Oh ... sorry ran out of room ! 

My wife is no longer in the Christian Faith and has become a "truther". She has changed alot since we got married. I love her and cant imagine a life without her. Even with the change. She is a member of a conspiracy theorist forum and I have found stuff said to other men, the topic was "who would you have sex with on the site" well the topic of masturbation came up and , someone said its more fun when you have someone do it for you. Her reply was " are you offering?" IMO not something a married woman should be saying to another man on the internet! Now appearently it was said as a joke, but it still was a jab to my heart.


----------



## IndyTMI (Oct 26, 2012)

You should read The Married Man Sex Life Primer 2011 | MMSL Primer | By Athol Kay | Married Man Sex Life right away.

Joke or not...that is not appropriate of a married woman. She's distancing herself as you can see.
I noticed you didn't mention sex between the two of you at all...are you LD or HD and what about her?


----------



## EleGirl (Dec 3, 2011)

Are you still a stay at home dad (SAHD)? 

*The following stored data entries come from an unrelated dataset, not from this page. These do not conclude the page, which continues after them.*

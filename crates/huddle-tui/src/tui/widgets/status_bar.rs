// Status bar widget: tab indicator and roster counters.

use ratatui::layout::Rect;
use ratatui::style::{Color, Modifier, Style};
use ratatui::text::{Line, Span};
use ratatui::widgets::Paragraph;
use ratatui::Frame;

use huddle_core::protocol::TabId;

use crate::tui::ViewState;

/// Render the status bar into the given area.
///
/// Layout: [app name] [tab bar] | [participants] [pool] [groups]
pub fn render(frame: &mut Frame, area: Rect, state: &ViewState) {
    let mut spans = vec![Span::styled(
        " Huddle ",
        Style::default()
            .fg(Color::Black)
            .bg(Color::Cyan)
            .add_modifier(Modifier::BOLD),
    )];
    spans.push(Span::raw(" "));
    spans.extend(tab_spans(state.active_tab));
    spans.push(Span::styled("| ", Style::default().fg(Color::Gray)));
    spans.push(Span::styled(
        counters(state),
        Style::default().fg(Color::White),
    ));

    let paragraph = Paragraph::new(Line::from(spans)).style(Style::default().bg(Color::Black));
    frame.render_widget(paragraph, area);
}

/// Build tab indicator spans with the active tab highlighted.
/// E.g. "[1:Participants] [2:Lucky Draw] [3:Grouping]"
pub fn tab_spans(active: TabId) -> Vec<Span<'static>> {
    let tabs = [
        (TabId::Participants, "1:Participants"),
        (TabId::LuckyDraw, "2:Lucky Draw"),
        (TabId::Grouping, "3:Grouping"),
    ];

    let mut spans = Vec::new();
    for (tab_id, label) in tabs {
        let style = if tab_id == active {
            Style::default()
                .fg(Color::Black)
                .bg(Color::White)
                .add_modifier(Modifier::BOLD)
        } else {
            Style::default().fg(Color::White)
        };
        spans.push(Span::styled(format!("[{label}]"), style));
        spans.push(Span::raw(" "));
    }
    spans
}

pub fn counters(state: &ViewState) -> String {
    format!(
        "{} participants | {} in pool | {} groups",
        state.app.participants.len(),
        state.app.pool_size,
        state.app.groups.len()
    )
}
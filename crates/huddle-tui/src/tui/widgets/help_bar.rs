// Help bar widget: key hints for the active tab.

use ratatui::layout::Rect;
use ratatui::style::{Color, Modifier, Style};
use ratatui::text::{Line, Span};
use ratatui::widgets::Paragraph;
use ratatui::Frame;

use huddle_core::protocol::TabId;

use crate::tui::ViewState;

pub fn help_text(state: &ViewState) -> &'static str {
    if state.is_editing() {
        return " Enter:Submit | Esc:Cancel";
    }
    match state.active_tab {
        TabId::Participants => {
            " i:Type names | f:Load file | m:Samples | d:Dedupe | c:Clear | 1-3:Tabs | q:Quit"
        }
        TabId::LuckyDraw => " Space:Draw | x:Reset | a:Toggle repeat | 1-3:Tabs | q:Quit",
        TabId::Grouping => {
            " +/-:Group size | t:Theme | p:Preset | g:Group | e:Export CSV | 1-3:Tabs | q:Quit"
        }
    }
}

pub fn render(frame: &mut Frame, area: Rect, state: &ViewState) {
    let paragraph = Paragraph::new(Line::from(Span::styled(
        help_text(state),
        Style::default().fg(Color::White).add_modifier(Modifier::DIM),
    )))
    .style(Style::default().bg(Color::DarkGray));
    frame.render_widget(paragraph, area);
}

What are you doing these days to better yourself (besides trying to be who she wants you to be?)

You need to have a discussion with her to ask why it is that she was unhappy for 2 years and did not tell you? Her withholding her feelings is not honest and did not give you the chance you deserve to help fix the marriage.


----------



## Toffer (Jan 31, 2012)

To protect yourself financially, you should remove your wife's name from any joint accounts you have with her just as she has done.

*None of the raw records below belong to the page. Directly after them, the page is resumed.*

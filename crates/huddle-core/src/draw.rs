// Lucky draw engine: remaining pool, winner history, repeat mode.
//
// A draw is split into two phases so the orchestrator can run a suspense
// animation between selecting the winner and recording it:
//
//   begin_draw  -> selects the winner from the pool as it is right now
//   commit      -> records it (history, pool depletion)
//
// Every state change that could make a pending selection stale (another
// begin_draw, reset, roster change, repeat toggle) bumps `epoch`; commit
// refuses a pending draw from an older epoch.

use std::collections::VecDeque;

use rand::Rng;
use tracing::{debug, info};

use crate::participant::Participant;

// ---------------------------------------------------------------------------
// Error type
// ---------------------------------------------------------------------------

#[derive(Debug, Clone, PartialEq, Eq, thiserror::Error)]
pub enum DrawError {
    #[error("no participants to draw from")]
    EmptyRoster,

    #[error("no more participants left in the pool")]
    PoolExhausted,

    #[error("draw was cancelled before it completed")]
    Cancelled,
}

// ---------------------------------------------------------------------------
// PendingDraw
// ---------------------------------------------------------------------------

/// A selected but not yet recorded winner.
///
/// Not `Clone`: a pending draw commits at most once.
#[derive(Debug, PartialEq, Eq)]
pub struct PendingDraw {
    winner: Participant,
    epoch: u64,
    allow_repeat: bool,
}

impl PendingDraw {
    pub fn winner(&self) -> &Participant {
        &self.winner
    }
}

// ---------------------------------------------------------------------------
// DrawEngine
// ---------------------------------------------------------------------------

#[derive(Debug, Clone, Default)]
pub struct DrawEngine {
    roster: Vec<Participant>,
    remaining: Vec<Participant>,
    /// Most recent winner first.
    history: VecDeque<Participant>,
    allow_repeat: bool,
    epoch: u64,
}

impl DrawEngine {
    pub fn new(roster: &[Participant], allow_repeat: bool) -> Self {
        DrawEngine {
            roster: roster.to_vec(),
            remaining: roster.to_vec(),
            history: VecDeque::new(),
            allow_repeat,
            epoch: 0,
        }
    }

    pub fn roster(&self) -> &[Participant] {
        &self.roster
    }

    pub fn remaining(&self) -> &[Participant] {
        &self.remaining
    }

    pub fn history(&self) -> &VecDeque<Participant> {
        &self.history
    }

    pub fn allow_repeat(&self) -> bool {
        self.allow_repeat
    }

    /// Number of participants the next draw selects from.
    pub fn pool_size(&self) -> usize {
        self.selection_pool().len()
    }

    fn selection_pool(&self) -> &[Participant] {
        if self.allow_repeat {
            &self.roster
        } else {
            &self.remaining
        }
    }

    /// Switch repeat mode. Invalidates any pending draw.
    pub fn set_allow_repeat(&mut self, allow_repeat: bool) {
        if self.allow_repeat != allow_repeat {
            self.allow_repeat = allow_repeat;
            self.epoch += 1;
            debug!(allow_repeat, "draw repeat mode changed");
        }
    }

    /// Select a winner without recording it.
    pub fn begin_draw<R: Rng + ?Sized>(&mut self, rng: &mut R) -> Result<PendingDraw, DrawError> {
        if self.roster.is_empty() {
            return Err(DrawError::EmptyRoster);
        }
        let pool = self.selection_pool();
        if pool.is_empty() {
            return Err(DrawError::PoolExhausted);
        }

        let index = rng.gen_range(0..pool.len());
        let winner = pool[index].clone();

        self.epoch += 1;
        Ok(PendingDraw {
            winner,
            epoch: self.epoch,
            allow_repeat: self.allow_repeat,
        })
    }

    /// Record a pending draw: prepend to history and, in no-repeat mode,
    /// remove the winner from the remaining pool.
    pub fn commit(&mut self, pending: PendingDraw) -> Result<Participant, DrawError> {
        if pending.epoch != self.epoch {
            debug!(
                pending_epoch = pending.epoch,
                epoch = self.epoch,
                "discarding stale draw"
            );
            return Err(DrawError::Cancelled);
        }

        let winner = pending.winner;
        if !pending.allow_repeat {
            self.remaining.retain(|p| p.id != winner.id);
        }
        self.history.push_front(winner.clone());

        info!(
            "Winner #{}: {} ({} left in pool)",
            self.history.len(),
            winner.name,
            self.pool_size()
        );
        Ok(winner)
    }

    /// Select and record a winner in one step.
    pub fn draw<R: Rng + ?Sized>(&mut self, rng: &mut R) -> Result<Participant, DrawError> {
        let pending = self.begin_draw(rng)?;
        self.commit(pending)
    }

    /// Restore the pool to the full roster and clear the history.
    pub fn reset(&mut self) {
        self.remaining = self.roster.clone();
        self.history.clear();
        self.epoch += 1;
    }

    /// Replace the roster. The pool resets to the new roster; history is kept.
    pub fn set_roster(&mut self, roster: &[Participant]) {
        self.roster = roster.to_vec();
        self.remaining = roster.to_vec();
        self.epoch += 1;
    }
}

// ---------------------------------------------------------------------------
// Tests
// ---------------------------------------------------------------------------
// Participants widget: the roster list and its summary panel.
//
// Names that occur more than once are highlighted so they can be cleaned up
// with the remove-duplicates command.

use std::collections::HashSet;

use ratatui::layout::Rect;
use ratatui::style::{Color, Modifier, Style};
use ratatui::text::{Line, Span};
use ratatui::widgets::{Block, Borders, List, ListItem, Paragraph, Wrap};
use ratatui::Frame;

use huddle_core::roster::SMALL_ROSTER_THRESHOLD;

use super::visible_window;
use crate::tui::ViewState;

pub fn render(frame: &mut Frame, area: Rect, state: &ViewState) {
    let participants = &state.app.participants;
    let title = format!("Participants ({})", participants.len());

    if participants.is_empty() {
        let paragraph = Paragraph::new("  No participants yet. Press i to type names, f to load a file, m for samples.")
            .style(Style::default().fg(Color::DarkGray))
            .wrap(Wrap { trim: false })
            .block(Block::default().borders(Borders::ALL).title(title));
        frame.render_widget(paragraph, area);
        return;
    }

    let duplicates: HashSet<&str> = state.app.duplicate_names.iter().map(String::as_str).collect();
    let offset = state.scroll_offset.get("participants").copied().unwrap_or(0);
    let (offset, rows) = visible_window(area, participants.len(), offset);

    let items: Vec<ListItem> = participants
        .iter()
        .enumerate()
        .skip(offset)
        .take(rows)
        .map(|(i, p)| {
            let style = if duplicates.contains(p.name.as_str()) {
                Style::default().fg(Color::Yellow)
            } else {
                Style::default().fg(Color::White)
            };
            ListItem::new(Line::from(vec![
                Span::styled(format!("{:>4}. ", i + 1), Style::default().fg(Color::DarkGray)),
                Span::styled(p.name.clone(), style),
            ]))
        })
        .collect();

    let list = List::new(items).block(Block::default().borders(Borders::ALL).title(title));
    frame.render_widget(list, area);
}

/// Summary lines for the sidebar: counts, duplicates and hints.
pub fn summary_lines(state: &ViewState) -> Vec<Line<'static>> {
    let count = state.app.participants.len();
    let mut lines = vec![Line::from(format!("Total: {count}"))];

    if state.app.small_roster {
        lines.push(Line::from(Span::styled(
            format!(
                "Small roster: draws and groups work best with {SMALL_ROSTER_THRESHOLD} or more people."
            ),
            Style::default().fg(Color::Cyan),
        )));
    }

    if state.app.duplicate_names.is_empty() {
        lines.push(Line::from("No duplicate names."));
    } else {
        lines.push(Line::from(Span::styled(
            format!("Duplicates ({}), press d to remove:", state.app.duplicate_names.len()),
            Style::default()
                .fg(Color::Yellow)
                .add_modifier(Modifier::BOLD),
        )));
        for name in &state.app.duplicate_names {
            lines.push(Line::from(format!("  {name}")));
        }
    }
    lines
}

pub fn render_summary(frame: &mut Frame, area: Rect, state: &ViewState) {
    let paragraph = Paragraph::new(summary_lines(state))
        .wrap(Wrap { trim: false })
        .block(Block::default().borders(Borders::ALL).title("Roster"));
    frame.render_widget(paragraph, area);
}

Also remove her name on any joint credit cards you have together.

Her response to people on the internet while not cheating is definitely wrong and she has positioned herself on a slippery slope.

From the outside looking in, I'd guess that's she's putting her exit plan in place


----------



## jerry123 (Apr 9, 2012)

First of all, STOP buying her things and STOP writing her poems!!! 
That is actually making you look weak and pulling her away even more. 

Depending how long you are SAHD, you may get kids and alimony. 

I would consult a lawyer for free consultation. 

Seems she has made up her mind and checked out. What you were doing won't get her back. She won't respect you if you beg. Do the opposite and find out how to do the "180". 

And I know that you love her but she does NOT love you. That shifts the power to her. And if you continue on that path she will just see you as option Number 2.
_Posted via Mobile Device_


----------



## oldgeezer (Sep 8, 2012)

Women don't want to be pined after - except as an ego trip. They do want to be wanted and wooed. Seriously. 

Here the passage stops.